With respect to the invasion of common areas, the Horizontal Property Act provides means to combat this sort of events. To do this, a GM must be organized, empowering the President to make a request in writing to the offenders, and finally, and if necessary to demand the owner via court action. This could be the case of an owner with a car larger than the average parking space and persistently invades the neighbor's. According to Article 394 of the Civil Code, each owner can enjoy any common areas provided that do not harm the interest of the community and prevent other neighbors from using it too.


In covered garages for instance it is considered common areas the driveways, spaces to carry out maneuvers but not the parking lot itself. Therefore, when a situation affects any resident first it is advisable to politely contact the person who breaches the norm and expose the problem. In case that no satisfaction is obtained from the neighbor, the administrator should be approach to include this issue in the agenda of the next GM to demand the termination of the over-extended use.


If, after a time, the neighbor does not change his attitude, the only alternative is that of civil court action. The demand may be brought by the community or by the affected resident/s themselves. If you opt for the courts of justice, it is recommended to ask an expert (normally a notary) to report or testify the existence of this infringement to the judge.


Which are the common areas of a building?

Generally they are the following, although in some occasion there may be exceptions due to the idiosyncrasies of the building itself.
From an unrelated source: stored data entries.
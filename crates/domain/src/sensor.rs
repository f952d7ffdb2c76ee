//! Sensor: the identity record owned by the identity store.

use serde::{Deserialize, Serialize};

use crate::error::ValidationError;
use crate::id::SensorId;

/// Upper bound on sensor name length, in characters.
pub const MAX_NAME_LEN: usize = 128;

/// A registered sensor: store-assigned id plus unique human name.
#[derive(Debug, Clone, PartialEq, Eq, Serialize, Deserialize)]
pub struct Sensor {
    pub id: SensorId,
    pub name: String,
}

impl Sensor {
    #[must_use]
    pub fn new(id: SensorId, name: impl Into<String>) -> Self {
        Self {
            id,
            name: name.into(),
        }
    }
}

/// Check that `name` can be registered.
///
/// # Errors
///
/// Returns [`ValidationError::EmptyName`] when the name is blank,
/// [`ValidationError::UntrimmedName`] when it has leading or trailing
/// whitespace and [`ValidationError::NameTooLong`] past [`MAX_NAME_LEN`]
/// characters.
pub fn validate_name(name: &str) -> Result<(), ValidationError> {
    let trimmed = name.trim();
    if trimmed.is_empty() {
        return Err(ValidationError::EmptyName);
    }
    // " s1" and "s1" would otherwise be two sensors that look alike.
    if trimmed.len() != name.len() {
        return Err(ValidationError::UntrimmedName);
    }
    if name.chars().count() > MAX_NAME_LEN {
        return Err(ValidationError::NameTooLong { max: MAX_NAME_LEN });
    }
    Ok(())
}

#[cfg(test)]
mod tests {
    use super::*;

    #[test]
    fn should_accept_regular_name() {
        assert!(validate_name("greenhouse-01").is_ok());
    }

    #[test]
    fn should_reject_blank_name() {
        assert_eq!(validate_name(""), Err(ValidationError::EmptyName));
        assert_eq!(validate_name("   "), Err(ValidationError::EmptyName));
    }

    #[test]
    fn should_reject_name_with_surrounding_whitespace() {
        assert_eq!(validate_name(" s1"), Err(ValidationError::UntrimmedName));
        assert_eq!(validate_name("s1\t"), Err(ValidationError::UntrimmedName));
        assert!(validate_name("s 1").is_ok());
    }

    #[test]
    fn should_reject_overlong_name() {
        let name = "x".repeat(MAX_NAME_LEN + 1);
        assert_eq!(
            validate_name(&name),
            Err(ValidationError::NameTooLong { max: MAX_NAME_LEN })
        );
    }

    #[test]
    fn should_roundtrip_through_serde_json() {
        let sensor = Sensor::new(SensorId::new(5), "s1");
        let json = serde_json::to_value(&sensor).unwrap();
        assert_eq!(json, serde_json::json!({"id": 5, "name": "s1"}));
    }
}
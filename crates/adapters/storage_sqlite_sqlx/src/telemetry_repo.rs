//! `SQLite` implementation of [`TelemetryCache`].
//!
//! One row per sensor; writes overwrite the previous reading.

use std::future::Future;

use sqlx::sqlite::SqliteRow;
use sqlx::{FromRow, Row, SqlitePool};

use sensorhub_app::ports::TelemetryCache;
use sensorhub_domain::error::{StoreError, StoreKind};
use sensorhub_domain::id::SensorId;
use sensorhub_domain::telemetry::TelemetryReading;
use sensorhub_domain::value::ValueMap;

use crate::error::to_store;

const STORE: StoreKind = StoreKind::Telemetry;

struct Wrapper(TelemetryReading);

impl<'r> FromRow<'r, SqliteRow> for Wrapper {
    fn from_row(row: &'r SqliteRow) -> Result<Self, sqlx::Error> {
        let sensor_id: i64 = row.try_get("sensor_id")?;
        let payload_json: String = row.try_get("payload")?;
        let recorded_at_str: String = row.try_get("recorded_at")?;

        let payload: ValueMap = serde_json::from_str(&payload_json)
            .map_err(|err| sqlx::Error::Decode(Box::new(err)))?;
        let recorded_at = chrono::DateTime::parse_from_rfc3339(&recorded_at_str)
            .map_err(|err| sqlx::Error::Decode(Box::new(err)))?
            .to_utc();

        Ok(Self(TelemetryReading::new(
            SensorId::new(sensor_id),
            payload,
            recorded_at,
        )))
    }
}

const UPSERT: &str = r"
    INSERT INTO telemetry (sensor_id, payload, recorded_at)
    VALUES (?, ?, ?)
    ON CONFLICT(sensor_id) DO UPDATE SET
        payload = excluded.payload,
        recorded_at = excluded.recorded_at
";

const SELECT_BY_ID: &str = "SELECT * FROM telemetry WHERE sensor_id = ?";
const SELECT_IDS: &str = "SELECT sensor_id FROM telemetry ORDER BY sensor_id";
const DELETE_BY_ID: &str = "DELETE FROM telemetry WHERE sensor_id = ?";

/// `SQLite`-backed latest-reading cache.
pub struct SqliteTelemetryCache {
    pool: SqlitePool,
}

impl SqliteTelemetryCache {
    /// Create a new cache using the given connection pool.
    #[must_use]
    pub fn new(pool: SqlitePool) -> Self {
        Self { pool }
    }
}

impl TelemetryCache for SqliteTelemetryCache {
    fn set(
        &self,
        reading: TelemetryReading,
    ) -> impl Future<Output = Result<(), StoreError>> + Send {
        let pool = self.pool.clone();
        async move {
            let payload = serde_json::to_string(&reading.payload).map_err(to_store(STORE))?;

            sqlx::query(UPSERT)
                .bind(reading.sensor_id.get())
                .bind(payload)
                .bind(reading.recorded_at.to_rfc3339())
                .execute(&pool)
                .await
                .map_err(to_store(STORE))?;

            Ok(())
        }
    }

    fn get(
        &self,
        id: SensorId,
    ) -> impl Future<Output = Result<Option<TelemetryReading>, StoreError>> + Send {
        let pool = self.pool.clone();
        async move {
            let row: Option<Wrapper> = sqlx::query_as(SELECT_BY_ID)
                .bind(id.get())
                .fetch_optional(&pool)
                .await
                .map_err(to_store(STORE))?;

            Ok(row.map(|w| w.0))
        }
    }

    fn delete(&self, id: SensorId) -> impl Future<Output = Result<(), StoreError>> + Send {
        let pool = self.pool.clone();
        async move {
            sqlx::query(DELETE_BY_ID)
                .bind(id.get())
                .execute(&pool)
                .await
                .map_err(to_store(STORE))?;

            Ok(())
        }
    }

    fn ids(&self) -> impl Future<Output = Result<Vec<SensorId>, StoreError>> + Send {
        let pool = self.pool.clone();
        async move {
            let rows: Vec<(i64,)> = sqlx::query_as(SELECT_IDS)
                .fetch_all(&pool)
                .await
                .map_err(to_store(STORE))?;

            Ok(rows.into_iter().map(|(id,)| SensorId::new(id)).collect())
        }
    }
}

#[cfg(test)]
mod tests {
    use chrono::{TimeZone, Utc};

    use super::*;
    use crate::pool::Config;

    async fn setup() -> SqliteTelemetryCache {
        let db = Config {
            database_url: "sqlite::memory:".to_string(),
        }
        .build()
        .await
        .unwrap();
        SqliteTelemetryCache::new(db.pool().clone())
    }

    fn reading(id: i64, temperature: i64, second: u32) -> TelemetryReading {
        let mut payload = ValueMap::new();
        payload.insert("temperature".to_string(), temperature.into());
        let recorded_at = Utc.with_ymd_and_hms(2024, 1, 1, 12, 0, second).unwrap();
        TelemetryReading::new(SensorId::new(id), payload, recorded_at)
    }

    #[tokio::test]
    async fn should_store_and_retrieve_latest_reading() {
        let cache = setup().await;
        cache.set(reading(1, 22, 0)).await.unwrap();

        let fetched = cache.get(SensorId::new(1)).await.unwrap().unwrap();

        assert_eq!(fetched, reading(1, 22, 0));
    }

    #[tokio::test]
    async fn should_overwrite_previous_reading() {
        let cache = setup().await;
        cache.set(reading(1, 22, 0)).await.unwrap();
        cache.set(reading(1, 23, 5)).await.unwrap();

        let fetched = cache.get(SensorId::new(1)).await.unwrap().unwrap();

        assert_eq!(fetched, reading(1, 23, 5));
        assert_eq!(cache.ids().await.unwrap(), vec![SensorId::new(1)]);
    }

    #[tokio::test]
    async fn should_return_none_when_nothing_recorded() {
        let cache = setup().await;
        assert!(cache.get(SensorId::new(1)).await.unwrap().is_none());
    }

    #[tokio::test]
    async fn should_list_ids_and_forget_deleted_ones() {
        let cache = setup().await;
        cache.set(reading(1, 22, 0)).await.unwrap();
        cache.set(reading(2, 19, 0)).await.unwrap();

        cache.delete(SensorId::new(1)).await.unwrap();
        cache.delete(SensorId::new(1)).await.unwrap();

        assert_eq!(cache.ids().await.unwrap(), vec![SensorId::new(2)]);
    }
}
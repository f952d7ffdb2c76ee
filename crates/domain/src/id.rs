//! Sensor identifiers.
//!
//! Sensor ids are assigned by the identity store (an auto-incrementing
//! integer) and never change afterwards. Names are human-assigned and unique,
//! so a sensor can be addressed by either one through [`SensorKey`].

use std::fmt;
use std::num::ParseIntError;
use std::str::FromStr;

use serde::{Deserialize, Serialize};

/// Store-assigned identifier of a [`Sensor`](crate::sensor::Sensor).
#[derive(Debug, Clone, Copy, PartialEq, Eq, PartialOrd, Ord, Hash, Serialize, Deserialize)]
#[serde(transparent)]
pub struct SensorId(i64);

impl SensorId {
    /// Wrap a raw identifier handed out by the identity store.
    #[must_use]
    pub const fn new(raw: i64) -> Self {
        Self(raw)
    }

    /// Access the inner integer.
    #[must_use]
    pub const fn get(self) -> i64 {
        self.0
    }
}

impl From<i64> for SensorId {
    fn from(raw: i64) -> Self {
        Self(raw)
    }
}

impl fmt::Display for SensorId {
    fn fmt(&self, f: &mut fmt::Formatter<'_>) -> fmt::Result {
        self.0.fmt(f)
    }
}

impl FromStr for SensorId {
    type Err = ParseIntError;

    fn from_str(s: &str) -> Result<Self, Self::Err> {
        s.parse().map(Self)
    }
}

/// The two ways a caller can address a sensor.
#[derive(Debug, Clone, PartialEq, Eq, Hash)]
pub enum SensorKey {
    Id(SensorId),
    Name(String),
}

impl From<SensorId> for SensorKey {
    fn from(id: SensorId) -> Self {
        Self::Id(id)
    }
}

impl From<&str> for SensorKey {
    fn from(name: &str) -> Self {
        Self::Name(name.to_owned())
    }
}

impl From<String> for SensorKey {
    fn from(name: String) -> Self {
        Self::Name(name)
    }
}

impl fmt::Display for SensorKey {
    fn fmt(&self, f: &mut fmt::Formatter<'_>) -> fmt::Result {
        match self {
            Self::Id(id) => write!(f, "#{id}"),
            Self::Name(name) => write!(f, "{name:?}"),
        }
    }
}
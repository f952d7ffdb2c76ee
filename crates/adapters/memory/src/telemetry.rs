//! In-memory [`TelemetryCache`].

use std::collections::HashMap;
use std::future::Future;
use std::sync::RwLock;

use sensorhub_app::ports::TelemetryCache;
use sensorhub_domain::error::StoreError;
use sensorhub_domain::id::SensorId;
use sensorhub_domain::telemetry::TelemetryReading;

use crate::{read, write};

/// Latest reading per sensor; a write replaces the previous value outright.
#[derive(Debug, Default)]
pub struct MemoryTelemetryCache {
    readings: RwLock<HashMap<SensorId, TelemetryReading>>,
}

impl MemoryTelemetryCache {
    #[must_use]
    pub fn new() -> Self {
        Self::default()
    }
}

impl TelemetryCache for MemoryTelemetryCache {
    fn set(
        &self,
        reading: TelemetryReading,
    ) -> impl Future<Output = Result<(), StoreError>> + Send {
        write(&self.readings).insert(reading.sensor_id, reading);
        async { Ok(()) }
    }

    fn get(
        &self,
        id: SensorId,
    ) -> impl Future<Output = Result<Option<TelemetryReading>, StoreError>> + Send {
        let found = read(&self.readings).get(&id).cloned();
        async { Ok(found) }
    }

    fn delete(&self, id: SensorId) -> impl Future<Output = Result<(), StoreError>> + Send {
        write(&self.readings).remove(&id);
        async { Ok(()) }
    }

    fn ids(&self) -> impl Future<Output = Result<Vec<SensorId>, StoreError>> + Send {
        let mut ids: Vec<SensorId> = read(&self.readings).keys().copied().collect();
        ids.sort_unstable();
        async { Ok(ids) }
    }
}
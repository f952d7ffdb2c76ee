//! Time and timestamp helpers.

use chrono::{DateTime, Utc};

/// UTC timestamp used for `recorded_at` on telemetry readings.
pub type Timestamp = DateTime<Utc>;

/// Return the current UTC time.
#[must_use]
pub fn now() -> Timestamp {
    Utc::now()
}

#[cfg(test)]
mod tests {
    use super::*;

    #[test]
    fn should_return_current_utc_time() {
        let before = Utc::now();
        let ts = now();
        let after = Utc::now();
        assert!(ts >= before);
        assert!(ts <= after);
    }
}
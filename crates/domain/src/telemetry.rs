//! Telemetry: the latest reading of a sensor, owned by the telemetry cache.
//!
//! Only one reading per sensor exists at a time: every write replaces the
//! previous one in full.

use serde::{Deserialize, Serialize};

use crate::error::ValidationError;
use crate::id::SensorId;
use crate::time::Timestamp;
use crate::value::{ValueMap, ensure_no_reserved_keys};

/// Latest reading for a sensor, stamped with the time it was written.
#[derive(Debug, Clone, PartialEq, Serialize, Deserialize)]
pub struct TelemetryReading {
    pub sensor_id: SensorId,
    pub payload: ValueMap,
    pub recorded_at: Timestamp,
}

impl TelemetryReading {
    #[must_use]
    pub fn new(sensor_id: SensorId, payload: ValueMap, recorded_at: Timestamp) -> Self {
        Self {
            sensor_id,
            payload,
            recorded_at,
        }
    }
}

/// Check that a payload can be recorded.
///
/// # Errors
///
/// Returns [`ValidationError::EmptyPayload`] for an empty map and
/// [`ValidationError::ReservedKey`] when a key collides with a view field.
pub fn validate_payload(payload: &ValueMap) -> Result<(), ValidationError> {
    if payload.is_empty() {
        return Err(ValidationError::EmptyPayload);
    }
    ensure_no_reserved_keys(payload)
}
//! Sensor view: the merged, never-persisted projection handed to callers.

use serde::Serialize;

use crate::attributes::SensorAttributes;
use crate::id::SensorId;
use crate::sensor::Sensor;
use crate::telemetry::TelemetryReading;
use crate::time::Timestamp;
use crate::value::ValueMap;

/// Identity, attributes and latest telemetry of one sensor, serialized flat:
/// `{id, name, latitude, longitude, ...extra, ...payload, recorded_at}`.
///
/// Attributes may be absent (a sensor whose document write never landed);
/// they are then simply omitted.
#[derive(Debug, Clone, PartialEq, Serialize)]
pub struct SensorView {
    pub id: SensorId,
    pub name: String,
    #[serde(flatten)]
    pub attributes: Option<SensorAttributes>,
    #[serde(flatten)]
    pub telemetry: ValueMap,
    pub recorded_at: Timestamp,
}

impl SensorView {
    /// Merge the three parts of a sensor.
    #[must_use]
    pub fn merge(
        sensor: Sensor,
        attributes: Option<SensorAttributes>,
        reading: TelemetryReading,
    ) -> Self {
        Self {
            id: sensor.id,
            name: sensor.name,
            attributes,
            telemetry: reading.payload,
            recorded_at: reading.recorded_at,
        }
    }
}
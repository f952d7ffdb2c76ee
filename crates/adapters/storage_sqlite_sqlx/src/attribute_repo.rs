//! `SQLite` implementation of [`AttributeStore`].
//!
//! Location lives in its own columns, every other field is kept as a JSON
//! object in `extra`.

use std::future::Future;

use sqlx::sqlite::SqliteRow;
use sqlx::{FromRow, Row, SqlitePool};

use sensorhub_app::ports::AttributeStore;
use sensorhub_domain::attributes::{SensorAttributes, StoredAttributes};
use sensorhub_domain::error::{StoreError, StoreKind};
use sensorhub_domain::id::SensorId;
use sensorhub_domain::value::ValueMap;

use crate::error::to_store;

const STORE: StoreKind = StoreKind::Attributes;

struct Wrapper(StoredAttributes);

impl<'r> FromRow<'r, SqliteRow> for Wrapper {
    fn from_row(row: &'r SqliteRow) -> Result<Self, sqlx::Error> {
        let sensor_id: i64 = row.try_get("sensor_id")?;
        let sensor_name: String = row.try_get("sensor_name")?;
        let latitude: f64 = row.try_get("latitude")?;
        let longitude: f64 = row.try_get("longitude")?;
        let extra_json: String = row.try_get("extra")?;

        let extra: ValueMap =
            serde_json::from_str(&extra_json).map_err(|err| sqlx::Error::Decode(Box::new(err)))?;

        Ok(Self(StoredAttributes {
            sensor_id: SensorId::new(sensor_id),
            sensor_name,
            attributes: SensorAttributes {
                latitude,
                longitude,
                extra,
            },
        }))
    }
}

const UPSERT: &str = r"
    INSERT INTO sensor_attributes (sensor_id, sensor_name, latitude, longitude, extra)
    VALUES (?, ?, ?, ?, ?)
    ON CONFLICT(sensor_id) DO UPDATE SET
        sensor_name = excluded.sensor_name,
        latitude = excluded.latitude,
        longitude = excluded.longitude,
        extra = excluded.extra
";

const SELECT_BY_ID: &str = "SELECT * FROM sensor_attributes WHERE sensor_id = ?";
const SELECT_ALL: &str = "SELECT * FROM sensor_attributes ORDER BY sensor_id";
const DELETE_BY_ID: &str = "DELETE FROM sensor_attributes WHERE sensor_id = ?";

/// `SQLite`-backed attribute document store.
pub struct SqliteAttributeStore {
    pool: SqlitePool,
}

impl SqliteAttributeStore {
    /// Create a new store using the given connection pool.
    #[must_use]
    pub fn new(pool: SqlitePool) -> Self {
        Self { pool }
    }
}

impl AttributeStore for SqliteAttributeStore {
    fn upsert(
        &self,
        document: StoredAttributes,
    ) -> impl Future<Output = Result<(), StoreError>> + Send {
        let pool = self.pool.clone();
        async move {
            let extra = serde_json::to_string(&document.attributes.extra).map_err(to_store(STORE))?;

            sqlx::query(UPSERT)
                .bind(document.sensor_id.get())
                .bind(&document.sensor_name)
                .bind(document.attributes.latitude)
                .bind(document.attributes.longitude)
                .bind(extra)
                .execute(&pool)
                .await
                .map_err(to_store(STORE))?;

            Ok(())
        }
    }

    fn find(
        &self,
        id: SensorId,
    ) -> impl Future<Output = Result<Option<SensorAttributes>, StoreError>> + Send {
        let pool = self.pool.clone();
        async move {
            let row: Option<Wrapper> = sqlx::query_as(SELECT_BY_ID)
                .bind(id.get())
                .fetch_optional(&pool)
                .await
                .map_err(to_store(STORE))?;

            Ok(row.map(|w| w.0.attributes))
        }
    }

    fn delete(&self, id: SensorId) -> impl Future<Output = Result<(), StoreError>> + Send {
        let pool = self.pool.clone();
        async move {
            sqlx::query(DELETE_BY_ID)
                .bind(id.get())
                .execute(&pool)
                .await
                .map_err(to_store(STORE))?;

            Ok(())
        }
    }

    fn list_all(&self) -> impl Future<Output = Result<Vec<StoredAttributes>, StoreError>> + Send {
        let pool = self.pool.clone();
        async move {
            let rows: Vec<Wrapper> = sqlx::query_as(SELECT_ALL)
                .fetch_all(&pool)
                .await
                .map_err(to_store(STORE))?;

            Ok(rows.into_iter().map(|w| w.0).collect())
        }
    }
}

#[cfg(test)]
mod tests {
    use super::*;
    use crate::pool::Config;

    async fn setup() -> SqliteAttributeStore {
        let db = Config {
            database_url: "sqlite::memory:".to_string(),
        }
        .build()
        .await
        .unwrap();
        SqliteAttributeStore::new(db.pool().clone())
    }

    fn document(id: i64, name: &str, latitude: f64) -> StoredAttributes {
        StoredAttributes {
            sensor_id: SensorId::new(id),
            sensor_name: name.to_string(),
            attributes: SensorAttributes::builder()
                .location(latitude, 20.0)
                .field("model", "TH-1")
                .field("calibrated", true)
                .build()
                .unwrap(),
        }
    }

    #[tokio::test]
    async fn should_store_and_retrieve_extra_fields() {
        let store = setup().await;
        store.upsert(document(1, "s1", 10.0)).await.unwrap();

        let fetched = store.find(SensorId::new(1)).await.unwrap().unwrap();

        assert_eq!(fetched, document(1, "s1", 10.0).attributes);
    }

    #[tokio::test]
    async fn should_replace_document_on_second_upsert() {
        let store = setup().await;
        store.upsert(document(1, "s1", 10.0)).await.unwrap();

        let replacement = StoredAttributes {
            attributes: SensorAttributes::builder()
                .location(-5.0, 7.5)
                .build()
                .unwrap(),
            ..document(1, "s1", 0.0)
        };
        store.upsert(replacement).await.unwrap();

        let fetched = store.find(SensorId::new(1)).await.unwrap().unwrap();
        assert_eq!(fetched.latitude, -5.0);
        assert!(fetched.extra.is_empty());
        assert_eq!(store.list_all().await.unwrap().len(), 1);
    }

    #[tokio::test]
    async fn should_return_none_when_document_missing() {
        let store = setup().await;
        assert!(store.find(SensorId::new(9)).await.unwrap().is_none());
    }

    #[tokio::test]
    async fn should_list_every_document_with_its_name() {
        let store = setup().await;
        store.upsert(document(2, "s2", 1.0)).await.unwrap();
        store.upsert(document(1, "s1", 2.0)).await.unwrap();

        let all = store.list_all().await.unwrap();

        let names: Vec<&str> = all.iter().map(|d| d.sensor_name.as_str()).collect();
        assert_eq!(names, vec!["s1", "s2"]);
    }

    #[tokio::test]
    async fn should_delete_idempotently() {
        let store = setup().await;
        store.upsert(document(1, "s1", 10.0)).await.unwrap();

        store.delete(SensorId::new(1)).await.unwrap();
        store.delete(SensorId::new(1)).await.unwrap();

        assert!(store.find(SensorId::new(1)).await.unwrap().is_none());
    }
}
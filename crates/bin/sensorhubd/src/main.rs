//! # sensorhubd — sensorhub daemon
//!
//! Composition root that wires all adapters together and starts the server.
//!
//! ## Responsibilities
//! - Load configuration (`sensorhub.toml` + env overrides) and set up logging
//! - Initialize the `SQLite` connection pool and run migrations
//! - Construct the identity, attribute and telemetry stores (adapters)
//! - Construct the coordinator and facade around one shared spatial index
//! - Rebuild the spatial index, optionally repair orphans
//! - Build the axum router, bind to a TCP port and serve
//! - Handle graceful shutdown (SIGTERM/SIGINT)
//!
//! ## Dependency rule
//! This is the **only** crate that depends on all other crates.
//! It is the wiring layer; no domain logic belongs here.

mod config;

use std::sync::Arc;

use sensorhub_adapter_http_axum::state::AppState;
use sensorhub_adapter_memory::MemoryTelemetryCache;
use sensorhub_adapter_storage_sqlite_sqlx::{
    Config as DatabaseConfig, SqliteAttributeStore, SqliteIdentityStore, SqliteTelemetryCache,
};
use sensorhub_app::ports::TelemetryCache;
use sensorhub_app::services::coordinator::SensorCoordinator;
use sensorhub_app::services::query_facade::QueryFacade;
use sensorhub_app::spatial_index::SpatialIndex;
use tracing_subscriber::EnvFilter;

use crate::config::{Config, TelemetryBackend};

#[tokio::main]
async fn main() -> Result<(), Box<dyn std::error::Error>> {
    let config = Config::load()?;

    tracing_subscriber::fmt()
        .with_env_filter(EnvFilter::new(&config.logging.filter))
        .init();

    // Database
    let db = DatabaseConfig {
        database_url: config.database_url().to_string(),
    }
    .build()
    .await?;
    let pool = db.pool().clone();

    // Stores
    let identity = SqliteIdentityStore::new(pool.clone());
    let attributes = SqliteAttributeStore::new(pool.clone());

    match config.telemetry.backend {
        TelemetryBackend::Memory => {
            serve(&config, identity, attributes, MemoryTelemetryCache::new()).await
        }
        TelemetryBackend::Sqlite => {
            serve(&config, identity, attributes, SqliteTelemetryCache::new(pool)).await
        }
    }
}

async fn serve<T>(
    config: &Config,
    identity: SqliteIdentityStore,
    attributes: SqliteAttributeStore,
    telemetry: T,
) -> Result<(), Box<dyn std::error::Error>>
where
    T: TelemetryCache + Send + Sync + 'static,
{
    let identity = Arc::new(identity);
    let attributes = Arc::new(attributes);
    let telemetry = Arc::new(telemetry);
    let index = Arc::new(SpatialIndex::new());

    // Services
    let coordinator = SensorCoordinator::new(
        Arc::clone(&identity),
        Arc::clone(&attributes),
        Arc::clone(&telemetry),
        Arc::clone(&index),
    );
    let queries = QueryFacade::new(identity, attributes, telemetry, index);

    if config.consistency.repair_on_start {
        let removed = coordinator.repair_orphans().await?;
        tracing::info!(removed = removed.len(), "startup orphan repair finished");
    }
    coordinator.rebuild_spatial_index().await?;

    // HTTP
    let app = sensorhub_adapter_http_axum::router::build(AppState::new(coordinator, queries));

    let bind_addr = config.bind_addr();
    let listener = tokio::net::TcpListener::bind(&bind_addr).await?;
    tracing::info!(
        address = %bind_addr,
        telemetry = ?config.telemetry.backend,
        "sensorhubd listening"
    );

    axum::serve(listener, app)
        .with_graceful_shutdown(shutdown_signal())
        .await?;

    tracing::info!("sensorhubd stopped");
    Ok(())
}

async fn shutdown_signal() {
    let ctrl_c = async {
        if let Err(err) = tokio::signal::ctrl_c().await {
            tracing::error!(error = %err, "failed to listen for ctrl-c");
            std::future::pending::<()>().await;
        }
    };

    #[cfg(unix)]
    let terminate = async {
        match tokio::signal::unix::signal(tokio::signal::unix::SignalKind::terminate()) {
            Ok(mut signal) => {
                signal.recv().await;
            }
            Err(err) => {
                tracing::error!(error = %err, "failed to listen for SIGTERM");
                std::future::pending::<()>().await;
            }
        }
    };

    #[cfg(not(unix))]
    let terminate = std::future::pending::<()>();

    tokio::select! {
        () = ctrl_c => {},
        () = terminate => {},
    }

    tracing::info!("shutdown signal received");
}
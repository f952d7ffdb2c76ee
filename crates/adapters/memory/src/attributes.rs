//! In-memory [`AttributeStore`].

use std::collections::HashMap;
use std::future::Future;
use std::sync::RwLock;

use sensorhub_app::ports::AttributeStore;
use sensorhub_domain::attributes::{SensorAttributes, StoredAttributes};
use sensorhub_domain::error::StoreError;
use sensorhub_domain::id::SensorId;

use crate::{read, write};

/// Attribute documents held in memory, keyed by sensor id.
#[derive(Debug, Default)]
pub struct MemoryAttributeStore {
    documents: RwLock<HashMap<SensorId, StoredAttributes>>,
}

impl MemoryAttributeStore {
    #[must_use]
    pub fn new() -> Self {
        Self::default()
    }
}

impl AttributeStore for MemoryAttributeStore {
    fn upsert(
        &self,
        document: StoredAttributes,
    ) -> impl Future<Output = Result<(), StoreError>> + Send {
        write(&self.documents).insert(document.sensor_id, document);
        async { Ok(()) }
    }

    fn find(
        &self,
        id: SensorId,
    ) -> impl Future<Output = Result<Option<SensorAttributes>, StoreError>> + Send {
        let found = read(&self.documents)
            .get(&id)
            .map(|doc| doc.attributes.clone());
        async { Ok(found) }
    }

    fn delete(&self, id: SensorId) -> impl Future<Output = Result<(), StoreError>> + Send {
        write(&self.documents).remove(&id);
        async { Ok(()) }
    }

    fn list_all(&self) -> impl Future<Output = Result<Vec<StoredAttributes>, StoreError>> + Send {
        let all: Vec<StoredAttributes> = read(&self.documents).values().cloned().collect();
        async { Ok(all) }
    }
}

#[cfg(test)]
mod tests {
    use super::*;

    fn document(raw: i64, latitude: f64) -> StoredAttributes {
        StoredAttributes {
            sensor_id: SensorId::new(raw),
            sensor_name: format!("s{raw}"),
            attributes: SensorAttributes::builder()
                .location(latitude, 0.0)
                .field("model", "X100")
                .build()
                .unwrap(),
        }
    }

    #[tokio::test]
    async fn should_replace_document_on_upsert() {
        let store = MemoryAttributeStore::new();
        store.upsert(document(1, 10.0)).await.unwrap();
        store.upsert(document(1, 20.0)).await.unwrap();

        let found = store.find(SensorId::new(1)).await.unwrap().unwrap();
        assert!((found.latitude - 20.0).abs() < f64::EPSILON);
        assert_eq!(store.list_all().await.unwrap().len(), 1);
    }

    #[tokio::test]
    async fn should_treat_missing_delete_as_success() {
        let store = MemoryAttributeStore::new();
        assert!(store.delete(SensorId::new(3)).await.is_ok());
        assert!(store.find(SensorId::new(3)).await.unwrap().is_none());
    }
}
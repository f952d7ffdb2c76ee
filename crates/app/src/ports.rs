//! Port definitions — traits that adapters implement.
//!
//! Ports are the boundaries between the application core and the outside world.
//! They are defined here (in `app`) so that both the use-case layer and the
//! adapter layer can depend on them without creating circular dependencies.

pub mod storage;

pub use storage::{AttributeStore, IdentityStore, TelemetryCache};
  • Floor slabs, overhangs, foundations and roofs.
  • Structural elements such as pillars columns, beams, slabs and load-bearing walls.
  • Facades, including their finishes, balconies and windows, including its esthetics or configuration, the enclosing shell elements comprising them and their external finishes.
  • Entrance hall, stairs, corridors, stairs, courtyards, wells and cabinets intended for lifts, tanks, meters, installations or other services or common facilities.
  • Lifts and installations, water pipes and drainage pipes for and for the supply of water, gas or electricity, and now days any installation for the common use of solar energy.
  • Installations of sanitary hot water, heating, air conditioning, ventilation or exhaust fumes.
  • Detection and fire prevention installations.
  • Electronic door entry and other security within the building or external areas, as well as the collective antennas and other facilities for audiovisual services or telecommunications, all of these services up to the line of the estate boundary.